Friday 12 May 2017

Pearls Before Breakfast

I read of an experiment in context, perception and priorities – as well as an unblinking assessment of public taste. It was titled ‘Pearls before Breakfast’ and was put together by the Washington Post.

I am going to attempt to summarise the experiment below.
A man sat at the L’enfant Station in Washington DC, a metro station swarming with busy people going back and forth, and began to play the violin.
He played some of the most beautiful pieces of music ever, ever, ever composed. It was calculated that as he played, thousands of people went through the station, most of them were on their way to work.

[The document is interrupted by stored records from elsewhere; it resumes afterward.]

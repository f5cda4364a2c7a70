// ==========================================
// 测试辅助函数
// ==========================================
// 职责: 提供集成测试所需的应用装配、临时数据文件等功能
// ==========================================

use commerce_import_engine::app::AppState;
use std::io::Write;
use tempfile::{Builder, NamedTempFile, TempDir};

/// 在临时目录上装配完整的应用状态
///
/// # 返回
/// - AppState: 共享连接上的仓储、配置与导入服务
/// - TempDir: 数据库所在目录（需要保持存活）
pub fn create_test_state() -> (AppState, TempDir) {
    let dir = TempDir::new().expect("创建临时目录失败");
    let db_path = dir
        .path()
        .join("commerce_import_test.db")
        .to_string_lossy()
        .to_string();
    let state = AppState::new(db_path).expect("初始化 AppState 失败");
    (state, dir)
}

/// 写出一个临时 CSV 数据文件 (.csv 后缀, 文件需保持存活)
pub fn write_csv(lines: &[&str]) -> NamedTempFile {
    let mut file = Builder::new()
        .suffix(".csv")
        .tempfile()
        .expect("创建临时 CSV 失败");
    for line in lines {
        writeln!(file, "{}", line).expect("写入临时 CSV 失败");
    }
    file.flush().expect("刷新临时 CSV 失败");
    file
}

/// 静态数据文件的绝对路径
pub fn fixture_path(name: &str) -> String {
    format!("{}/tests/fixtures/{}", env!("CARGO_MANIFEST_DIR"), name)
}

A few minutes passed before a middle aged man noticed that there was some man playing music. He slowed his pace for a few seconds and then hurried up away. A minute later, the violinist received his first tip: a woman threw the money into the cup the man had placed on the ground for tips and she continued to walk. A few minutes later, someone leaned against the wall to listen to him, but the man looked at his watch and started to walk again.

The one who paid the most attention was a 3 year old boy. He was walking with his mother, but the kid stopped to look at the violinist. The mother pushed hard for the kid to keep walking until the poor child, without a choice, continued to walk with his mother turning his head all the time. This action was repeated by several other children. All the parents forced them to keep moving.

In the 45 minutes the musician played, only 6 people stopped and stayed for a while. About 20 gave him money without paying him any attention. He collected $32.00 in total. When he finished playing and silence took over, no one noticed it.

No one knew this but the violinist was Joshua Bell, one of the greatest musicians the world has ever seen. He played some of the most intricate pieces ever written with a violin worth $3,500,000 dollars.
The Washington post had this to say: “Each passer-by had a quick choice to make, one familiar to commuters in any urban area where the occasional street performer is part of the cityscape: Do you stop and listen? Do you hurry past with a blend of guilt and irritation, aware of your cupidity but annoyed by the unbidden demand on your time and your wallet? Do you throw in a buck, just to be polite? Does your decision change if he’s really bad? What if he’s really good? Do you have time for beauty? Shouldn’t you? What’s the moral mathematics of the moment?”
In short, Do You Have Time For Beauty?

On Joshua Bell, The Washington Post wrote:
“He seems so apart from his audience -- unseen, unheard, otherworldly -- that you find yourself thinking that he’s not really there. A ghost. Only then do you see it: He is the one who is real. They are the ghosts.”
So what is beauty anyway? Is it a measurable fact (Gottfried Leibniz), or merely an opinion (David Hume), or is it a little of each, colored by the immediate state of mind of the observer (Immanuel Kant)?
The Washington Post goes with Kant, because they think “he’s obviously right, and because he brings us pretty directly to Joshua Bell, sitting there in a hotel restaurant, picking at his breakfast, wryly trying to figure out what the hell had just happened back there at the L’enfant Metro.”
But I disagree with them, and I agree with Leibniz. Beauty is measurable fact. It is plain. It is obvious. It is there. If you do not recognize it in all of the forms in which it comes, then you do not recognize beauty in all its forms. The better argument perhaps may be to determine the possibility of recognizing all of the forms of beauty.
Let me tell you something, life is short. We must appreciate all the beauty of the world while we still can. We must marvel with fascination as raindrops stump against our windowpanes and make vermiform shapes on the panes. We must appreciate things because that is the best way to live our lives to the fullest.